On June 6th my dad was admitted to the hospital with a bad case of pneumonia that had hit him pretty hard just the day before, 2 weeks later he passed away on June 21st from complications from the pneumonia and AML (acute myelogenous leukemia.) These 2 weeks were such a blur and to tell you the truth I don't know where June even went this year. As anyone who has lost a love one rather suddenly it doesn't sink in for awhile that they are really gone and you just went through what you had. Even now writing this over 1 month later I can't believe how our lives have changed in such a short amount of time. When my dad got sick we didn't know he had leukemia but when he was admitted his labs were all abnormal which led them to do a bone marrow biopsy within 12 hours of admission and that Thursday we found out that he had AML which is a very aggressive form of leukemia. The treatment plan, if he was able to fight the pneumonia would have been for a bone marrow transplant to treat an underlying condition that makes the bone marrow function abnormally and which was what he had that was left untreated and unnoticed that then converted to leukemia. He fought hard and put up with so much in those 2 weeks that I wouldn't wish on my enemy and in the end his pneumonia won because his immune system just couldn't keep up and fight like it could have had he not had the leukemia. The nurses and doctors at both Utah Valley and LDS hospital where he passed away were great, they were so compassionate and caring and I'm so proud to be a nurse after seeing how caring they were to my father as he was dying.

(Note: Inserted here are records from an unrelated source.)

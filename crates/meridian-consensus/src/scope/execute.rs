//! Deterministic execution of the committed dependency graph.
//!
//! Given a committed instance, the executor orders the transitive dependency
//! closure by a depth-first traversal with `(sequence, id)` tiebreaks, waits
//! out (or recovers) any dependency that has not committed, and applies each
//! instance exactly once.

use super::{Scope, ScopeState};
use crate::error::{ConsensusError, Result};
use crate::store::DataStore;
use crate::types::{Instance, InstanceId, InstanceStatus};

use std::sync::Arc;

use fnv::{FnvHashMap, FnvHashSet};

use tokio::time::{sleep_until, Instant};
use tracing::debug;

enum Blocker {
    /// A dependency referenced by the closure that this replica has never
    /// materialized.
    Unknown(InstanceId),
    /// A known dependency that has not committed yet.
    Uncommitted(InstanceId),
}

/// The non-executed dependencies of `id`, in `(sequence, id)` order.
fn ordered_deps(st: &ScopeState, id: InstanceId) -> Vec<InstanceId> {
    let Some(ins) = st.instances.get(&id) else { return Vec::new() };
    let mut deps: Vec<&Instance> = ins
        .dependencies
        .iter()
        .filter_map(|dep| st.instances.get(dep))
        .filter(|dep| dep.status != InstanceStatus::Executed)
        .collect();
    deps.sort_by_key(|dep| (dep.sequence, dep.id));
    deps.iter().map(|dep| dep.id).collect()
}

/// Depth-first traversal over the non-executed closure, children visited in
/// `(sequence, id)` order; the target comes last.
///
/// Recovery can close interference loops (a recovered instance picks up
/// dependencies on instances proposed after it), so the traversal collapses
/// strongly connected components and orders the instances inside one by
/// `(sequence, id)`. The resulting order is the same from any entry point:
/// two interfering instances are applied in the same order on every replica.
fn execution_order(st: &ScopeState, target: InstanceId) -> Vec<InstanceId> {
    match st.instances.get(&target) {
        None => return Vec::new(),
        Some(ins) if ins.status == InstanceStatus::Executed => return Vec::new(),
        Some(_) => {}
    }

    enum Step {
        Visit(InstanceId, InstanceId),
        Finish(InstanceId),
    }

    let mut index = FnvHashMap::default();
    let mut lowlink: FnvHashMap<InstanceId, usize> = FnvHashMap::default();
    let mut on_stack = FnvHashSet::default();
    let mut component_stack: Vec<InstanceId> = Vec::new();
    let mut next_index = 0usize;
    let mut order = Vec::new();

    // explicit call frames: (node, sorted children, cursor)
    let mut frames: Vec<(InstanceId, Vec<InstanceId>, usize)> = Vec::new();

    let _ = index.insert(target, next_index);
    let _ = lowlink.insert(target, next_index);
    next_index += 1;
    let _ = on_stack.insert(target);
    component_stack.push(target);
    frames.push((target, ordered_deps(st, target), 0));

    loop {
        let step = {
            let Some(frame) = frames.last_mut() else { break };
            if frame.2 < frame.1.len() {
                let child = frame.1[frame.2];
                frame.2 += 1;
                Step::Visit(frame.0, child)
            } else {
                Step::Finish(frame.0)
            }
        };

        match step {
            Step::Visit(node, child) => {
                if !index.contains_key(&child) {
                    let _ = index.insert(child, next_index);
                    let _ = lowlink.insert(child, next_index);
                    next_index += 1;
                    let _ = on_stack.insert(child);
                    component_stack.push(child);
                    frames.push((child, ordered_deps(st, child), 0));
                } else if on_stack.contains(&child) {
                    let child_index = index[&child];
                    let low = lowlink.get_mut(&node).expect("node was indexed");
                    if child_index < *low {
                        *low = child_index;
                    }
                }
            }
            Step::Finish(node) => {
                let _ = frames.pop();
                let node_low = lowlink[&node];
                if node_low == index[&node] {
                    let mut component = Vec::new();
                    while let Some(member) = component_stack.pop() {
                        let _ = on_stack.remove(&member);
                        component.push(member);
                        if member == node {
                            break;
                        }
                    }
                    component.sort_by_key(|m| (st.instances[m].sequence, *m));
                    order.extend(component);
                }
                if let Some(parent) = frames.last() {
                    let low = lowlink.get_mut(&parent.0).expect("parent was indexed");
                    if node_low < *low {
                        *low = node_low;
                    }
                }
            }
        }
    }
    order
}

/// Finds the first thing preventing deterministic execution of `target`'s
/// closure: an unknown or uncommitted dependency.
fn find_blocker(st: &ScopeState, target: InstanceId) -> Option<Blocker> {
    let mut visited = FnvHashSet::default();
    let mut stack = vec![target];

    while let Some(id) = stack.pop() {
        if !visited.insert(id) {
            continue;
        }
        match st.instances.get(&id) {
            None => return Some(Blocker::Unknown(id)),
            Some(ins) => {
                if ins.status == InstanceStatus::Executed {
                    continue;
                }
                if ins.status < InstanceStatus::Committed {
                    return Some(Blocker::Uncommitted(id));
                }
                for dep in ins.dependencies.iter() {
                    stack.push(*dep);
                }
            }
        }
    }
    None
}

impl<S: DataStore> Scope<S> {
    /// Executes the committed instance `id` and everything it transitively
    /// depends on, in dependency order. Returns the value the target
    /// produced, or `None` when the target was a noop or already applied.
    pub(crate) async fn execute_instance(
        &self,
        id: InstanceId,
    ) -> Result<Option<S::Value>> {
        loop {
            let blocker = {
                let st = self.state_read().await;
                find_blocker(&st, id)
            };
            match blocker {
                None => break,
                Some(Blocker::Unknown(dep)) => {
                    debug!(?id, ?dep, "dependency never seen locally, recovering");
                    let placeholder = Instance::placeholder(dep, self.local_id());
                    let _ = self.get_or_create(placeholder).await?;
                    self.recover_instance(dep).await?;
                }
                Some(Blocker::Uncommitted(dep)) => {
                    self.wait_for_dependency(dep).await?;
                }
            }
        }

        let order = {
            let st = self.state_read().await;
            execution_order(&st, id)
        };
        debug!(?id, chain = order.len(), "executing dependency chain");

        let mut result = None;
        for jid in order {
            if jid != id {
                self.await_leader_apply(jid).await;
            }
            let value = self.apply_instance(jid).await?;
            if jid == id {
                result = value;
            }
        }
        Ok(result)
    }

    /// Waits for an uncommitted dependency. The leader's own task gets the
    /// commit grace period when it is local; after that (or for remote
    /// leaders) recovery runs.
    async fn wait_for_dependency(&self, dep: InstanceId) -> Result<()> {
        let Some(ins) = self.snapshot_copy(dep).await else { return Ok(()) };
        if ins.status >= InstanceStatus::Committed {
            return Ok(());
        }

        let now = Instant::now();
        match ins.commit_deadline {
            Some(deadline)
                if ins.leader_id == self.local_id() && !ins.commit_deadline_passed(now) =>
            {
                let sync = self.sync_registry().handle(dep);
                tokio::select! {
                    _ = sync.commit_event.wait() => Ok(()),
                    _ = sleep_until(deadline) => {
                        debug!(?dep, "local leader missed its commit window, recovering");
                        self.recover_instance(dep).await
                    }
                }
            }
            _ => self.recover_instance(dep).await,
        }
    }

    /// Grants the leader's own task the execute grace period before a
    /// non-leader applies the instance itself.
    async fn await_leader_apply(&self, id: InstanceId) {
        let Some(ins) = self.snapshot_copy(id).await else { return };
        if ins.status == InstanceStatus::Executed || ins.leader_id != self.local_id() {
            return;
        }
        let Some(deadline) = ins.execute_deadline else { return };
        if Instant::now() >= deadline {
            return;
        }
        let sync = self.sync_registry().handle(id);
        tokio::select! {
            _ = sync.execute_event.wait() => {}
            _ = sleep_until(deadline) => {}
        }
    }

    /// Applies one committed instance: runs its instructions through the
    /// store (unless noop), marks it executed, moves it into the executed
    /// vector, reports the execution, persists, and signals waiters.
    /// Applying an already-executed instance is a no-op.
    pub(crate) async fn apply_instance(&self, id: InstanceId) -> Result<Option<S::Value>> {
        let sync = self.sync_registry().handle(id);
        let _execute_guard = sync.execute_lock.lock().await;

        let ins = {
            let st = self.state_read().await;
            match st.instances.get(&id) {
                None => {
                    return Err(ConsensusError::Other(anyhow::anyhow!(
                        "cannot apply unknown instance {id:?}"
                    )))
                }
                Some(ins) if ins.status == InstanceStatus::Executed => return Ok(None),
                Some(ins) if ins.status != InstanceStatus::Committed => {
                    return Err(ConsensusError::Other(anyhow::anyhow!(
                        "cannot apply instance {id:?} with status {:?}",
                        ins.status
                    )))
                }
                Some(ins) => ins.clone(),
            }
        };

        let mut value = None;
        if !ins.noop {
            for instruction in &ins.commands {
                value = Some(self.data_store().apply(instruction).await?);
            }
        }

        {
            let mut st = self.state_write().await;
            if let Some(entry) = st.instances.get_mut(&id) {
                entry.status = InstanceStatus::Executed;
            }
            let _ = st.committed.remove(&id);
            st.executed.push(id);
            self.dependency_manager().report_executed(&ins);
            self.persist_locked(&st).await?;
        }

        sync.execute_event.fire();
        debug!(?id, noop = ins.noop, "instance applied");
        Ok(value)
    }
}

The angering thing about this is that he didn't deserve this, not like anyone does but it just isn't fair to see such a kind and patient man being dealt these cards when there are sooo many bad people in the world that this could have happened to. I guess it's all part of the plan even though we don't understand it right now. I've learned how important it is to make sure those around you know how much they mean to you and how much you love them because you never know when they might be gone. I know my dad knew that he was loved and appreciated and I know that he is in heaven right know playing with the grandkids still waiting to be born and making sure they know all about guns, hunting and fishing. I do regret that McKade won't grow up with my dad in his life because my grandparents have played such an important part in my life and I'm sad he will miss that from my dad.
I know time will heal the pain but it will never completely go away. Our family has been shown so much support and compassion during this all and we are truly grateful for everyones thoughts and prayers during this time.
This was taken last year on fathers day when we came home from the hospital after having McKade, exactly 1 year prior to my fathers passing. All of us kids went to LDS hospital on the 20th (fathers day) and were able to spend time with dad and say our goodbyes when it became evident that he wasn't going to get better and he passed away early in the morning of the 21st. What a more fitting way to spend fathers day.
When we blessed McKade me and Paul had a hard time deciding who to ask to do the honors. Paul wanted to have his brother or brother in law to do it but I was adament that my dad give the blessing, in the end my father was able to bless McKade and I'm so grateful to have this memory and he did such a great job.
If you could say one thing about my dad it is that he loves his family, especially his grandkids. He was always like a big teddy bear around them and would do absolutely anything for any of us. He will be missed so much.
We burried dad in Malad, ID where he was born, it's so pretty there and he's burried by his parents. My mother felt like this was fitting and that he would have wanted to be there instead of in Orem. He also had said a couple times that he wanted to just be burried in a "pine box", I don't think the fancy, beautiful pine box my mother chose was exactly what he had in mind but it was a "pine box" even if a more expensive one than he had visioned. This picture is at the graveside and the man there is his best friend Jim, he and my dad's brother were able to be at the hospital that last day and they were able to give my dad a wonderful blessing, I'm so glad they were able to be there. I know Jim will miss my dad, they had been friends since college.
Kirk played a beautiful song on his guitar that he wrote at the graveside and he did a great job. I know my dad appreciated this.
If you knew my dad you would understand this because of his sense of humor. Another thing he had told us was that when he died that we had to put a bumper sticker that said "I'd rather be breathing" on his coffin. We had this made at the mall before his funeral and when we told the person at the store what it was for he looked at us and said "I don't want to laugh but that is the funniest thing I have heard". It was funny and fitting and I know dad was laughing right along with everyone at the graveside.
This has been hard to blog about but also good, I think I have procrastinated doing this but feel better getting some thoughts down and remembering good times we have all had with our father. He was a wonderful man and we all miss him so much but I am grateful and thankful for the times we did have with him and can't wait to see him again someday.